___ RECORDED INFORMATION

//! # Money Module
//!
//! Provides the `Money` type for handling monetary values safely.
//!
//! ## Why Integer Money?
//! ```text
//! ┌─────────────────────────────────────────────────────────────────────────┐
//! │  THE FLOATING POINT PROBLEM                                             │
//! │                                                                         │
//! │  With floats:                                                           │
//! │    0.1 + 0.2 = 0.30000000000000004  ❌ WRONG!                           │
//! │                                                                         │
//! │  Weighed produce makes it worse:                                        │
//! │    15.00 × 2.5 kg, summed over a cart, drifts by fractions of a fen     │
//! │                                                                         │
//! │  OUR SOLUTION: Integer Cents × Exact Decimal Quantity                   │
//! │    1500 cents × 2.5 = 3750.0 → 3750 cents (37.50)                       │
//! │    Rounding happens exactly once per line, half away from zero         │
//! │                                                                         │
//! └─────────────────────────────────────────────────────────────────────────┘
//! ```
//!
//! ## Usage
//! ```rust
//! use till_core::money::Money;
//! use till_core::quantity::Quantity;
//!
//! let price = Money::from_cents(1500); // 15.00
//! let weight: Quantity = "2.5".parse().unwrap();
//!
//! let line_total = price.checked_mul_quantity(weight).unwrap();
//! assert_eq!(line_total.cents(), 3750);
//! assert_eq!(line_total.to_string(), "37.50");
//! ```

use rust_decimal::prelude::ToPrimitive;
use rust_decimal::{Decimal, RoundingStrategy};
use serde::{Deserialize, Serialize};
use std::fmt;
use std::iter::Sum;
use std::ops::{Add, AddAssign, Mul, Sub};

use crate::quantity::Quantity;

// =============================================================================
// Money Type
// =============================================================================

/// Represents a monetary value in the smallest currency unit (fen / cents).
///
/// ## Design Decisions
/// - **i64 (signed)**: Allows the subtraction `line_total - saved` without
///   a separate unsigned type
/// - **Single field tuple struct**: Zero-cost abstraction over i64
/// - **Serialization**: as the raw cent count (`300` for 3.00)
///
/// ## Where Money Flows
/// ```text
/// CatalogItem.price_cents ──► CartItem.price ──► PromotedItem.pay_price/saved
///                                                        │
///                                                        ▼
///                                  Totals ──► Receipt ──► "小计：12.00(元)"
/// ```
#[derive(Debug, Clone, Copy, PartialEq, Eq, PartialOrd, Ord, Hash, Serialize, Deserialize)]
pub struct Money(i64);

impl Money {
    /// Creates a Money value from cents (the smallest currency unit).
    ///
    /// ## Example
    /// ```rust
    /// use till_core::money::Money;
    ///
    /// let price = Money::from_cents(450); // Represents 4.50
    /// assert_eq!(price.cents(), 450);
    /// ```
    #[inline]
    pub const fn from_cents(cents: i64) -> Self {
        Money(cents)
    }

    /// Returns the value in cents (smallest currency unit).
    #[inline]
    pub const fn cents(&self) -> i64 {
        self.0
    }

    /// Returns zero money value.
    #[inline]
    pub const fn zero() -> Self {
        Money(0)
    }

    /// Checks if the value is zero.
    #[inline]
    pub const fn is_zero(&self) -> bool {
        self.0 == 0
    }

    /// Checks if the value is negative (less than zero).
    #[inline]
    pub const fn is_negative(&self) -> bool {
        self.0 < 0
    }

    /// Multiplies a unit price by a (possibly fractional) quantity.
    ///
    /// The exact decimal product is rounded half away from zero to the
    /// nearest cent. Returns `None` on overflow.
    ///
    /// ## Example
    /// ```rust
    /// use till_core::money::Money;
    /// use till_core::quantity::Quantity;
    ///
    /// let apples = Money::from_cents(550); // 5.50 / jin
    /// let total = apples.checked_mul_quantity(Quantity::from_millis(1_500));
    /// assert_eq!(total, Some(Money::from_cents(825)));
    ///
    /// // 0.333 jin of lychee at 15.00 = 4.995 → 5.00
    /// let lychee = Money::from_cents(1500);
    /// let total = lychee.checked_mul_quantity(Quantity::from_millis(333));
    /// assert_eq!(total, Some(Money::from_cents(500)));
    /// ```
    pub fn checked_mul_quantity(&self, qty: Quantity) -> Option<Money> {
        Decimal::from(self.0)
            .checked_mul(qty.as_decimal())?
            .round_dp_with_strategy(0, RoundingStrategy::MidpointAwayFromZero)
            .to_i64()
            .map(Money)
    }

    /// Multiplies money by a whole number of units.
    ///
    /// Returns `None` on overflow.
    #[inline]
    pub fn checked_mul_units(&self, units: u64) -> Option<Money> {
        let units = i64::try_from(units).ok()?;
        self.0.checked_mul(units).map(Money)
    }

    /// Checked addition. Returns `None` on overflow.
    #[inline]
    pub fn checked_add(&self, other: Money) -> Option<Money> {
        self.0.checked_add(other.0).map(Money)
    }

    /// Checked subtraction. Returns `None` on overflow.
    #[inline]
    pub fn checked_sub(&self, other: Money) -> Option<Money> {
        self.0.checked_sub(other.0).map(Money)
    }
}

// =============================================================================
// Trait Implementations
// =============================================================================

/// Display renders a plain two-decimal amount: `3.00`, `37.50`, `-5.50`.
///
/// ## Note
/// No currency symbol; the receipt appends `(元)` itself.
impl fmt::Display for Money {
    fn fmt(&self, f: &mut fmt::Formatter<'_>) -> fmt::Result {
        let sign = if self.0 < 0 { "-" } else { "" };
        let abs = self.0.unsigned_abs();
        write!(f, "{}{}.{:02}", sign, abs / 100, abs % 100)
    }
}

/// Default money is zero.
impl Default for Money {
    fn default() -> Self {
        Money::zero()
    }
}

impl Add for Money {
    type Output = Self;

    #[inline]
    fn add(self, other: Self) -> Self {
        Money(self.0 + other.0)
    }
}

impl AddAssign for Money {
    #[inline]
    fn add_assign(&mut self, other: Self) {
        self.0 += other.0;
    }
}

impl Sub for Money {
    type Output = Self;

    #[inline]
    fn sub(self, other: Self) -> Self {
        Money(self.0 - other.0)
    }
}

/// Multiplication by i64.
impl Mul<i64> for Money {
    type Output = Self;

    #[inline]
    fn mul(self, qty: i64) -> Self {
        Money(self.0 * qty)
    }
}

impl Sum for Money {
    fn sum<I: Iterator<Item = Money>>(iter: I) -> Self {
        iter.fold(Money::zero(), Add::add)
    }
}

impl<'a> Sum<&'a Money> for Money {
    fn sum<I: Iterator<Item = &'a Money>>(iter: I) -> Self {
        iter.copied().sum()
    }
}

// =============================================================================
// Unit Tests
// =============================================================================

#[cfg(test)]
mod tests {
    use super::*;

    #[test]
    fn test_from_cents() {
        let money = Money::from_cents(1099);
        assert_eq!(money.cents(), 1099);
        assert_eq!(money.to_string(), "10.99");
    }

    #[test]
    fn test_display() {
        assert_eq!(Money::from_cents(300).to_string(), "3.00");
        assert_eq!(Money::from_cents(3750).to_string(), "37.50");
        assert_eq!(Money::from_cents(5).to_string(), "0.05");
        assert_eq!(Money::from_cents(-550).to_string(), "-5.50");
        assert_eq!(Money::from_cents(-5).to_string(), "-0.05");
        assert_eq!(Money::zero().to_string(), "0.00");
    }

    #[test]
    fn test_arithmetic() {
        let a = Money::from_cents(1000);
        let b = Money::from_cents(450);

        assert_eq!((a + b).cents(), 1450);
        assert_eq!((a - b).cents(), 550);
        assert_eq!((b * 3).cents(), 1350);
    }

    #[test]
    fn test_sum() {
        let amounts = [
            Money::from_cents(1200),
            Money::from_cents(3750),
            Money::from_cents(900),
        ];
        let total: Money = amounts.iter().sum();
        assert_eq!(total.cents(), 5850);

        let empty: Money = Vec::<Money>::new().into_iter().sum();
        assert!(empty.is_zero());
    }

    #[test]
    fn test_mul_quantity_whole_units() {
        let price = Money::from_cents(300);
        let total = price.checked_mul_quantity(Quantity::from_units(5)).unwrap();
        assert_eq!(total.cents(), 1500);
    }

    #[test]
    fn test_mul_quantity_rounds_half_up() {
        // 1 cent × 0.5 = 0.5 cent → 1 cent
        let one_cent = Money::from_cents(1);
        let total = one_cent.checked_mul_quantity(Quantity::from_millis(500)).unwrap();
        assert_eq!(total.cents(), 1);

        // 1 cent × 0.499 = 0.499 cent → 0 cents
        let total = one_cent.checked_mul_quantity(Quantity::from_millis(499)).unwrap();
        assert_eq!(total.cents(), 0);

        // Negative amounts round away from zero
        let refund = Money::from_cents(-1);
        let total = refund.checked_mul_quantity(Quantity::from_millis(500)).unwrap();
        assert_eq!(total.cents(), -1);
    }

    #[test]
    fn test_mul_quantity_overflow() {
        let huge = Money::from_cents(i64::MAX);
        assert!(huge.checked_mul_quantity(Quantity::from_units(2)).is_none());
        let big: Quantity = "50000000000000000000000000000".parse().unwrap();
        assert!(Money::from_cents(300).checked_mul_quantity(big).is_none());
        assert!(huge.checked_mul_units(2).is_none());
        assert!(Money::from_cents(1).checked_mul_units(u64::MAX).is_none());
    }

    #[test]
    fn test_mul_quantity_beyond_three_decimals() {
        // 15.00 × 1.2345 = 18.5175 → 18.52
        let lychee = Money::from_cents(1500);
        let total = lychee.checked_mul_quantity("1.2345".parse().unwrap()).unwrap();
        assert_eq!(total.cents(), 1852);

        let total = lychee.checked_mul_quantity("1e1".parse().unwrap()).unwrap();
        assert_eq!(total.cents(), 15000);
    }

    #[test]
    fn test_checked_add() {
        let a = Money::from_cents(1500);
        assert_eq!(a.checked_add(Money::from_cents(300)), Some(Money::from_cents(1800)));
        assert!(Money::from_cents(i64::MAX).checked_add(Money::from_cents(1)).is_none());
    }

    #[test]
    fn test_checked_sub() {
        let a = Money::from_cents(1500);
        assert_eq!(a.checked_sub(Money::from_cents(300)), Some(Money::from_cents(1200)));
        assert!(Money::from_cents(i64::MIN).checked_sub(Money::from_cents(1)).is_none());
    }

    #[test]
    fn test_serializes_as_cents() {
        let json = serde_json::to_string(&Money::from_cents(450)).unwrap();
        assert_eq!(json, "450");
    }
}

______

Where does "Iterator" appear in the records above? Copy each line that holds it.

    fn sum<I: Iterator<Item = Money>>(iter: I) -> Self {
    fn sum<I: Iterator<Item = &'a Money>>(iter: I) -> Self {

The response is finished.